Seingat saya, ini adalah tempat makan pertama saya di Indonesia yang meminta pembeli membersihkan sendiri bekas makannya. Biasanya, pembeli meninggalkan piring dan gelas kotor di atas meja begitu saja, lengkap dengan sampah makanan dan saos yang berceceran di atas meja. Jangankan di tempat makan yang kita memang bayar, seringkali saat makan di kantor atau di rumah, kita dengan santai meninggalkan piring dan gelas kotor di meja, lalu menyuruh OB atau asisten rumah tangga untuk membersihkannya. Saya jadi ingat, dulu saat masih kuliah di Yogyakarta, saya pernah tinggal di sebuah kos putri yang mayoritas penghuninya cukup malas untuk mencuci piring. Peralatan masak/ makan bekas seringkali ditinggal begitu saja di tempat cuci piring, berhari-hari sampai berjamur. Beberapa kali saya mencuci peralatan makan kotor yang entah-milik-siapa itu, dan perilaku pemiliknya tak jua berubah.

Ini sebenarnya bukan hanya soal kebersihan semata. Ini soal tanggung jawab. Betapa banyak di antara kita , termasuk saya tentu saja, yang terlalu malas untuk bertanggung jawab atas apa yang sudah kita lakukan. Sekecil apapun itu. Kalau sekedar mencuci piring bekas makan saja enggan, apalagi bertanggung jawab pada hal yang lebih besar?
Perilaku kurang bertanggung jawab ini juga sering saya temui di toilet, entah itu toilet di kantor, mall ataupun di tempat umum. Seringkali saya dibuat gemas saat hendak menggunakan toilet. Beberapa orang – tak jarang perempuan cantik dengan penampilan rapi dan bersih – dengan cueknya keluar dari toilet, meninggalkan kloset bekas ia pakai dalam kondisi basah ataupun kotor. Padahal bisa jadi, di depan toilet ada orang lain yang sudah antri akan menggunakan kloset tersebut. Meski ada cleaning service yang bertugas menjaga kebersihan toilet, tidak ada salahnya selesai menggunakan closet, kita bersihkan dulu closet tersebut dengan tisu, sebelum ada orang lain yang akan menggunakannya. Me-lap dudukan closet dengan tisu tidak akan menurunkan level kecantikan sedikitpun kok. Serius.

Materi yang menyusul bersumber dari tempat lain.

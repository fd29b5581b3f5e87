//! HTTP surface: router construction, shared layers, and the server loop.

use crate::api::{
    email::Notifier,
    handlers::{auth, contact, health, home},
};
use anyhow::{Context, Result};
use axum::{
    body::Body,
    extract::MatchedPath,
    http::{HeaderName, HeaderValue, Request},
    routing::get,
    Extension, Router,
};
use sqlx::{postgres::PgPoolOptions, PgPool};
use std::{sync::Arc, time::Duration};
use tokio::net::TcpListener;
use tower::ServiceBuilder;
use tower_http::{
    request_id::PropagateRequestIdLayer, set_header::SetRequestHeaderLayer, trace::TraceLayer,
};
use tracing::{info, info_span, Span};
use ulid::Ulid;

pub mod email;
pub mod flash;
pub mod handlers;
pub(crate) mod pages;

/// Build the application router with all routes and shared state installed.
#[must_use]
pub fn app(
    pool: PgPool,
    auth_config: Arc<auth::state::AuthConfig>,
    notifier: Arc<Notifier>,
) -> Router {
    Router::new()
        .route("/", get(home::home))
        .route("/public", get(home::public))
        .route("/denied", get(home::denied))
        .route(
            "/signup",
            get(auth::signup::form).post(auth::signup::submit),
        )
        .route("/login", get(auth::login::form).post(auth::login::submit))
        .route("/profile", get(auth::profile::profile))
        .route("/encrypted", get(auth::profile::encrypted))
        .route("/logout", get(auth::session::logout))
        .route("/contact", get(contact::form).post(contact::submit))
        .route("/health", get(health::health))
        .layer(
            ServiceBuilder::new()
                .layer(SetRequestHeaderLayer::if_not_present(
                    HeaderName::from_static("x-request-id"),
                    |_req: &_| HeaderValue::from_str(Ulid::new().to_string().as_str()).ok(),
                ))
                .layer(PropagateRequestIdLayer::new(HeaderName::from_static(
                    "x-request-id",
                )))
                .layer(TraceLayer::new_for_http().make_span_with(make_span))
                .layer(Extension(auth_config))
                .layer(Extension(notifier)),
        )
        .layer(Extension(pool))
}

/// Start the server
/// # Errors
/// Return error if failed to start the server
pub async fn new(
    port: u16,
    dsn: String,
    auth_config: auth::state::AuthConfig,
    notifier: Notifier,
) -> Result<()> {
    let pool = PgPoolOptions::new()
        .min_connections(1)
        .max_connections(5)
        .max_lifetime(Duration::from_secs(60 * 2))
        .test_before_acquire(true)
        .connect(&dsn)
        .await
        .context("Failed to connect to database")?;

    let app = app(pool, Arc::new(auth_config), Arc::new(notifier));

    let listener = TcpListener::bind(format!("::0:{port}")).await?;

    info!("Listening on [::]:{}", port);

    axum::serve(listener, app.into_make_service()).await?;

    Ok(())
}

fn make_span(request: &Request<Body>) -> Span {
    let request_id = request
        .headers()
        .get("x-request-id")
        .and_then(|val| val.to_str().ok())
        .unwrap_or("none");
    let matched_path = request
        .extensions()
        .get::<MatchedPath>()
        .map_or_else(|| request.uri().path(), MatchedPath::as_str);

    info_span!(
        "http.request",
        http.method = %request.method(),
        http.route = matched_path,
        request_id
    )
}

“Eventually we all have to accept full and total responsibility for our actions, everything we have done, and have not done. ”
― Hubert Selby Jr., Requiem for a Dream

Manusia biasa seperti saya memang sering lupa, bahwa hal-hal besar selalu dimulai dari hal kecil terlebih dahulu. Rasa cinta yang begitu dalam, mungkin tadinya hanya berawal dari sebuah senyuman, yang (barangkali) tak disengaja. Sebuah buku tebal, selalu diawali dari satu kata, yang lantas menjelma menjadi jalinan kalimat bermakna. Bahkan sebuah lagu yang indah, sangat mungkin hanya bermula dari satu nada saja.
Pun begitu halnya dengan kebaikan. Kebaikan besar seringkali dimulai dari hal-hal sederhana. Maka kalau kita ingin menjadi seseorang yang bisa bertanggung jawab, cobalah mulai bertanggung jawab pada hal-hal kecil terlebih dulu. Membuang sampah di tempat sampah, mencuci sendiri piring dan gelas bekas kita pakai, membersihkan meja kantor sebelum pulang, membersihkan dudukan closet setelah kita pakai, atau sekedar mengembalikan barang yang kita pakai ke tempatnya semula. Karna persis seperti kata Hubert Selby di atas, kita bertanggung jawab pada apapun yang sudah (atau bahkan belum) kita lakukan. Apapun.

Advertisements

One thought on “Belajar Bertanggung Jawab”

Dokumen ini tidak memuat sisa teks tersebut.